■ Requirement:
Whenever a line in the data below includes the string "instrument", copy it out.

■ Records shown:
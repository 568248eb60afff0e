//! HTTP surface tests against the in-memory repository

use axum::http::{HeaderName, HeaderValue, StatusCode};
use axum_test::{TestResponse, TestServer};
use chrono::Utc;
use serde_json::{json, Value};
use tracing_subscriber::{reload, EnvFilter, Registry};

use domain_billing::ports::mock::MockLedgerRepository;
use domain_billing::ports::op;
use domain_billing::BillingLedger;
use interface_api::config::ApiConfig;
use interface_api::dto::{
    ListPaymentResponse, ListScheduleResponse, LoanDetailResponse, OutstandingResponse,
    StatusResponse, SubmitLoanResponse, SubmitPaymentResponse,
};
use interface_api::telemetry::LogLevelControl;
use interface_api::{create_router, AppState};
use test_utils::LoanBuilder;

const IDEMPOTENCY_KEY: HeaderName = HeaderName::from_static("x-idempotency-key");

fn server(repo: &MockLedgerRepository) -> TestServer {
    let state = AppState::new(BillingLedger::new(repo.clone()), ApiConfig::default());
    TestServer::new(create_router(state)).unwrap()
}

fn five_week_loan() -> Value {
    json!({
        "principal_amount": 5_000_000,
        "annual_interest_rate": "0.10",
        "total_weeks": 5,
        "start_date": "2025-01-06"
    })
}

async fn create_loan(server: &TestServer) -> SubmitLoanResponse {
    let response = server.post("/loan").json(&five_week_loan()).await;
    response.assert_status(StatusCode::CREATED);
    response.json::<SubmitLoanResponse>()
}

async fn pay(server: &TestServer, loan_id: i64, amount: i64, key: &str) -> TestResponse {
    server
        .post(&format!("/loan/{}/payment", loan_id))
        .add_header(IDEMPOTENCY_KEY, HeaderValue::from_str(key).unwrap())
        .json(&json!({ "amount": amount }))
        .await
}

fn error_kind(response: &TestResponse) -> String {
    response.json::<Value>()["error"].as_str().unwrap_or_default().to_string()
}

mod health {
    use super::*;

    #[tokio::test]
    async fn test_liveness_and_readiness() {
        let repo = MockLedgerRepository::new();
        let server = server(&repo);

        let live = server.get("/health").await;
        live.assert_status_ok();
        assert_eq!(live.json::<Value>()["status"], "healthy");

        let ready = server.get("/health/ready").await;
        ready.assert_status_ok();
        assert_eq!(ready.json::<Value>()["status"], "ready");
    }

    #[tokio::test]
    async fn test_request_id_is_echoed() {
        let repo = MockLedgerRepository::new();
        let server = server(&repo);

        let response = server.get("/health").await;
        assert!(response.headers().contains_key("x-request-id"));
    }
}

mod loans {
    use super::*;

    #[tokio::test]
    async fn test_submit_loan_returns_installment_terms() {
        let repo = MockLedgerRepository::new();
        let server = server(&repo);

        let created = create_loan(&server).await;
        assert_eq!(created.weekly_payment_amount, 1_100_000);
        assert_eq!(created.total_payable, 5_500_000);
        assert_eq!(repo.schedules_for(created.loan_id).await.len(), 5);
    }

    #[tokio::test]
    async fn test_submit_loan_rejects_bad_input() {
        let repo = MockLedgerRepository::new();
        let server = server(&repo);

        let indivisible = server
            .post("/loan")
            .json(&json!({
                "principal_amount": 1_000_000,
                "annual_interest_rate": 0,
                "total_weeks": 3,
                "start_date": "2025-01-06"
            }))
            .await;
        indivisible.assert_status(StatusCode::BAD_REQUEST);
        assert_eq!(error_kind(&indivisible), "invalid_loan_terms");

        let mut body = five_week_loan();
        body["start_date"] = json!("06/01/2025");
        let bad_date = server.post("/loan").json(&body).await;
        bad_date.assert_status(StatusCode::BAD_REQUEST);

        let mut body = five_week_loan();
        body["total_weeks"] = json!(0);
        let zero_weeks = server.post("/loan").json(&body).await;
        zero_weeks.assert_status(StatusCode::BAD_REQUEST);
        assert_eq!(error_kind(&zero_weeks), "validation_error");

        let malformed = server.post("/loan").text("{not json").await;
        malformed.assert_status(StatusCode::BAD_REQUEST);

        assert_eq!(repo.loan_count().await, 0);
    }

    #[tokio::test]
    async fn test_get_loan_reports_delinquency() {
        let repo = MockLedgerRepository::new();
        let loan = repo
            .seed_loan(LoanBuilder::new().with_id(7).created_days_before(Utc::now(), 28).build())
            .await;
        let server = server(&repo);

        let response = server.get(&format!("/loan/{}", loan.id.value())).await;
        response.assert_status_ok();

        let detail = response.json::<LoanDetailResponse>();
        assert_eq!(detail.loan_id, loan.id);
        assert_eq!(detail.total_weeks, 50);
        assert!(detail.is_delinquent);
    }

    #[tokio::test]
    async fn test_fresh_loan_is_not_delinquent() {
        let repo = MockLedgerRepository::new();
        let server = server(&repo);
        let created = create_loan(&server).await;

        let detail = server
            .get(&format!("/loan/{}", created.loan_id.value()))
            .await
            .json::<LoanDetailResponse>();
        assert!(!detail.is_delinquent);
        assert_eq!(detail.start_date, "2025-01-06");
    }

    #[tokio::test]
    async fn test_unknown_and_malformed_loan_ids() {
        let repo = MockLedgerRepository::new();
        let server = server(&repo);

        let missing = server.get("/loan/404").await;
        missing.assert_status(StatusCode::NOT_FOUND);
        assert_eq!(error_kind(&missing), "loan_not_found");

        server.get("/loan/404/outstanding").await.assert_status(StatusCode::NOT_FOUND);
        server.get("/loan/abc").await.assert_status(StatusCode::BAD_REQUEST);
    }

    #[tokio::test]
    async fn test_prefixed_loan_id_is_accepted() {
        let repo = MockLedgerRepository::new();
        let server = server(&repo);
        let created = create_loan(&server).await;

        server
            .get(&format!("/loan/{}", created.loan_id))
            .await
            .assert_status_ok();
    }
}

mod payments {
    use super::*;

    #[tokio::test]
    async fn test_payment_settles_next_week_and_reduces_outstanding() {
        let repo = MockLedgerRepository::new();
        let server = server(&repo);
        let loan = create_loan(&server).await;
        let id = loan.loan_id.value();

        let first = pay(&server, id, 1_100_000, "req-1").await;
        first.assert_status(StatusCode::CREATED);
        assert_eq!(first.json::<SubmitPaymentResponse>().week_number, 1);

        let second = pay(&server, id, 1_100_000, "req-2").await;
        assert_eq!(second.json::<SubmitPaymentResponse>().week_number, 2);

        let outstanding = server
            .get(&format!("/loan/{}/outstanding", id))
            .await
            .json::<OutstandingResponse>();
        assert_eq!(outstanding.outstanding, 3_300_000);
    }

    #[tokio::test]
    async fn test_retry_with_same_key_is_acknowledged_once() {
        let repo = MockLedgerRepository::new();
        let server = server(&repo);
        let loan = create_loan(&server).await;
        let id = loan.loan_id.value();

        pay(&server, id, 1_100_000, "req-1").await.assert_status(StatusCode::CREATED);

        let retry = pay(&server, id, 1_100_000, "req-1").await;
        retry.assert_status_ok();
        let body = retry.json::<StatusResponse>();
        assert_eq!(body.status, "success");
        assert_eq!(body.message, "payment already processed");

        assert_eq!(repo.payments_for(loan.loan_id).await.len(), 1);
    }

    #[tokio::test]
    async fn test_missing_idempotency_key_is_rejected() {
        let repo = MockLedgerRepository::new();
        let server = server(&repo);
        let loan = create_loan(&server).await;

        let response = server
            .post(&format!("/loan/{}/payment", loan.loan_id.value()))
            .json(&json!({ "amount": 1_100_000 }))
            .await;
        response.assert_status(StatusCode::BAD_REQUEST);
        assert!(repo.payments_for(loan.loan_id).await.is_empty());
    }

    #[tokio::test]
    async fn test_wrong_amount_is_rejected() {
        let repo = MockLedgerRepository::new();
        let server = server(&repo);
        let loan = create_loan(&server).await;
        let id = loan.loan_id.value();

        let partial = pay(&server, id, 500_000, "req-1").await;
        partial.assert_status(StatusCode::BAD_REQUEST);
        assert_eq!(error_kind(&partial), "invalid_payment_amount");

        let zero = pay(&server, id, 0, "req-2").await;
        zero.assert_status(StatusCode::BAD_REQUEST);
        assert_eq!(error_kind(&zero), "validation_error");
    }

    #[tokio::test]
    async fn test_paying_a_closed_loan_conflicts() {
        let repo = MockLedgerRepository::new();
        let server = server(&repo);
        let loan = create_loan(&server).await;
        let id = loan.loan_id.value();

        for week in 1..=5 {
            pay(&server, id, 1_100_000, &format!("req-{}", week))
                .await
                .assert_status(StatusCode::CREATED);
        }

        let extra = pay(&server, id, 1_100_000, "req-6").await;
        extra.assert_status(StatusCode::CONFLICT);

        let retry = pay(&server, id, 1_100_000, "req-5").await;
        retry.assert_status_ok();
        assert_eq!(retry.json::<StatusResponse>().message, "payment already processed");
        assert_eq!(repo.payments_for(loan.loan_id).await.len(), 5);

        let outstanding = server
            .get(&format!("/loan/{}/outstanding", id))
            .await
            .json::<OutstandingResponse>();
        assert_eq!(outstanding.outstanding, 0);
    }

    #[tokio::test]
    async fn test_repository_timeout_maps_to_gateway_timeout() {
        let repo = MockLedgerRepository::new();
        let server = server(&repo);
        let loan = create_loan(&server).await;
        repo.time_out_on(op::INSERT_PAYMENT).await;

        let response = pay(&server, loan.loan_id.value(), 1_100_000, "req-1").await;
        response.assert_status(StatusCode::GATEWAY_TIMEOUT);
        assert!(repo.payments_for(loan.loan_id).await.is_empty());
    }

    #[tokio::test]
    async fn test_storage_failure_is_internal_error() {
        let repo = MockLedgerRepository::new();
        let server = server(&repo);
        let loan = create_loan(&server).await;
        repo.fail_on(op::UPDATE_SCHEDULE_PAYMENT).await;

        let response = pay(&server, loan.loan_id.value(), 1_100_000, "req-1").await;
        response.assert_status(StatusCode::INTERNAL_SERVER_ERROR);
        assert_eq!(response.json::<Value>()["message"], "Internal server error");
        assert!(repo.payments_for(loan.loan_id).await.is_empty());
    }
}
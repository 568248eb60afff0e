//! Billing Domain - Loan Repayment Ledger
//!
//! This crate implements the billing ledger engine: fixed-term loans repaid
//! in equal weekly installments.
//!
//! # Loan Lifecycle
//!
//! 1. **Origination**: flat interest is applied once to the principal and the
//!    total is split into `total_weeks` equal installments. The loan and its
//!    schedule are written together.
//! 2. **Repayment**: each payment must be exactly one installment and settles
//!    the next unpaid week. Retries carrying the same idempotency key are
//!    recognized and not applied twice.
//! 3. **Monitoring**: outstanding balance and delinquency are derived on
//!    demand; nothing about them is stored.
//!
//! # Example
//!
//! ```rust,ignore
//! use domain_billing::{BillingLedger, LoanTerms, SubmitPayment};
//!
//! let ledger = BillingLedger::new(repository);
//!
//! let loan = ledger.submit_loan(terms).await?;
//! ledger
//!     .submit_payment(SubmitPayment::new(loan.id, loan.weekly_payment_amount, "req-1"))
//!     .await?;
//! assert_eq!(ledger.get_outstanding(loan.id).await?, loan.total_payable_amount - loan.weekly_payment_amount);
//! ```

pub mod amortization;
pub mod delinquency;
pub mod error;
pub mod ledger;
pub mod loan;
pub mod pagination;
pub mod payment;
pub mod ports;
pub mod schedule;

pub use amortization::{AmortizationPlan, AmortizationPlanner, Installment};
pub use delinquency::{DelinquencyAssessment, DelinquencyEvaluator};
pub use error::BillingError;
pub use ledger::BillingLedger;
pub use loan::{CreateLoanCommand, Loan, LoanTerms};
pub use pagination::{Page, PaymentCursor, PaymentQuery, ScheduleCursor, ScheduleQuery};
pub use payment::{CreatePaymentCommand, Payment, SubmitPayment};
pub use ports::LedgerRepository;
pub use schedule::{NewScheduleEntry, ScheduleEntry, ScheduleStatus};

* * *

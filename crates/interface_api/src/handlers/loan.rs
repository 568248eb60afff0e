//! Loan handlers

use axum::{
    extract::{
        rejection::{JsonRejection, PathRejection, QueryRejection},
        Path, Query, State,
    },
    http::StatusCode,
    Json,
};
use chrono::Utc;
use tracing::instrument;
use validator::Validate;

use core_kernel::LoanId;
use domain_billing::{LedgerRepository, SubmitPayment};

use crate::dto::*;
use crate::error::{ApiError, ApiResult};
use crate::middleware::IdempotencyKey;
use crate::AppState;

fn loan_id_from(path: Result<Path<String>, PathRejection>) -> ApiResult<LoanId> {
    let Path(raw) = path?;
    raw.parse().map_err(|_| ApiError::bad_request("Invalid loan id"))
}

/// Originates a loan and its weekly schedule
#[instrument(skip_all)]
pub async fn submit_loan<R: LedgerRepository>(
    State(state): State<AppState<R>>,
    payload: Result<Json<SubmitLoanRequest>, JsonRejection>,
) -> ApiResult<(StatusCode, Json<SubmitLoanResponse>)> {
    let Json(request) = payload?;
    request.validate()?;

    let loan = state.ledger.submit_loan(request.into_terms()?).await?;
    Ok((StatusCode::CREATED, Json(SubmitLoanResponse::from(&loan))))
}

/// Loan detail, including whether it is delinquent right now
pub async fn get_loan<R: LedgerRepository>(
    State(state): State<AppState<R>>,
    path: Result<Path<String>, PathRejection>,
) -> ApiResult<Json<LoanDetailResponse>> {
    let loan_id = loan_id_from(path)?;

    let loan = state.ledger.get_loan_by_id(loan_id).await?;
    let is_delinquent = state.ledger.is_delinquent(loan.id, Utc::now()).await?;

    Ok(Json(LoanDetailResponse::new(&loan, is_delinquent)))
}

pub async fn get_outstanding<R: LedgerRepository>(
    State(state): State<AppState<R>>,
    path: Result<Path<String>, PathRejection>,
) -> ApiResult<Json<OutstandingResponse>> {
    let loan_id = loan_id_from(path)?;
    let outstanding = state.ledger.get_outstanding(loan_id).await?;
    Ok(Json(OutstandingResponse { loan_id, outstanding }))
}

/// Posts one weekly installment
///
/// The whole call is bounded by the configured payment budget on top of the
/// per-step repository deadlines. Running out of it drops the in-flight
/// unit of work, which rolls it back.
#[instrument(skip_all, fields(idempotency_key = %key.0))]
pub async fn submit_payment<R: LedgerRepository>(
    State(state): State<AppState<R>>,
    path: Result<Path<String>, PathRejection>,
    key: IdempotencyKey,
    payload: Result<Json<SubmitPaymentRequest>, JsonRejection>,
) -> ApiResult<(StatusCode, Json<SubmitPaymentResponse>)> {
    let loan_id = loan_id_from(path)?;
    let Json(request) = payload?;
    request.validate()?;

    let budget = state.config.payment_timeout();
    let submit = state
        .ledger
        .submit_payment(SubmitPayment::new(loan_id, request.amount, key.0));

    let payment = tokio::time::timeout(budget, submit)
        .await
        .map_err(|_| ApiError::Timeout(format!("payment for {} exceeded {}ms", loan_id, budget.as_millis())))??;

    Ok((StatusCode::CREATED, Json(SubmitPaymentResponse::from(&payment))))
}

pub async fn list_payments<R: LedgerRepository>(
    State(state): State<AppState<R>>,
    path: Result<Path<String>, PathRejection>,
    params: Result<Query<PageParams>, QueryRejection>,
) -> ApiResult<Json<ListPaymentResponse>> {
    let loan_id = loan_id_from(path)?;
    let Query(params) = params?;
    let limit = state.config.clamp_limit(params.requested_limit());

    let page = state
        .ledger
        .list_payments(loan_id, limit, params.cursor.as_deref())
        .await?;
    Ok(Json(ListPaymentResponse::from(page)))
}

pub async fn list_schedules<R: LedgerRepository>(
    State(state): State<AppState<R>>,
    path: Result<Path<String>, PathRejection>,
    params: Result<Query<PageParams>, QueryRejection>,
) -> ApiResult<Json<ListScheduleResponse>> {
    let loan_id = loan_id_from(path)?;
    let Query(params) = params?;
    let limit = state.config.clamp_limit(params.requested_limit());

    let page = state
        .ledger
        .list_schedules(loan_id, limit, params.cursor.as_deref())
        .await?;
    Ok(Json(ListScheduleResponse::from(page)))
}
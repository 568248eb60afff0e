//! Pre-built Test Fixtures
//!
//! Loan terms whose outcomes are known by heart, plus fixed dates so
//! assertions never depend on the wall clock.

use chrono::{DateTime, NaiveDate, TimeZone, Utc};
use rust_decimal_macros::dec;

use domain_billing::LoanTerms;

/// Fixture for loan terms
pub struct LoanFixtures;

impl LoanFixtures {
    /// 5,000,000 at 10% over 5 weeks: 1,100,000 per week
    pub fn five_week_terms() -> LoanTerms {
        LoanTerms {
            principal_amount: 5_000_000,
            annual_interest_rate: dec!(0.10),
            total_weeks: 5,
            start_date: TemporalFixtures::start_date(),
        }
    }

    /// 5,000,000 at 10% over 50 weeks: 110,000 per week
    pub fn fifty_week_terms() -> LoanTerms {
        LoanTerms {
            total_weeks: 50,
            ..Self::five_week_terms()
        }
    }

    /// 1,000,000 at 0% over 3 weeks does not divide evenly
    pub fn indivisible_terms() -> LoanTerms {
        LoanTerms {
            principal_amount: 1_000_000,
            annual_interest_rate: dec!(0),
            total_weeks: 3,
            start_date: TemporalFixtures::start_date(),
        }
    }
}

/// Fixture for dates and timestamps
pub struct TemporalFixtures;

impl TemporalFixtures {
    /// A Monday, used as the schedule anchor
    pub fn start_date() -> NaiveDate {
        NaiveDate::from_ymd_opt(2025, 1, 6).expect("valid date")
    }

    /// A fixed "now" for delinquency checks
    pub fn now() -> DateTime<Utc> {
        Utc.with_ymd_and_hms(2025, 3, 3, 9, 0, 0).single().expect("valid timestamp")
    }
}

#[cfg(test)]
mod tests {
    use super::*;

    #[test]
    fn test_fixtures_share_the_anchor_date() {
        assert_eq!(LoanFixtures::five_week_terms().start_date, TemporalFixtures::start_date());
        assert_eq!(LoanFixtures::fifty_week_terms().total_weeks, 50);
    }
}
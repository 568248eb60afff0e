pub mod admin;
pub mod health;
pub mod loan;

■ Exercise solution:
use tracing::instrument;
#[instrument(skip_all)]
#[instrument(skip_all, fields(idempotency_key = %key.0))]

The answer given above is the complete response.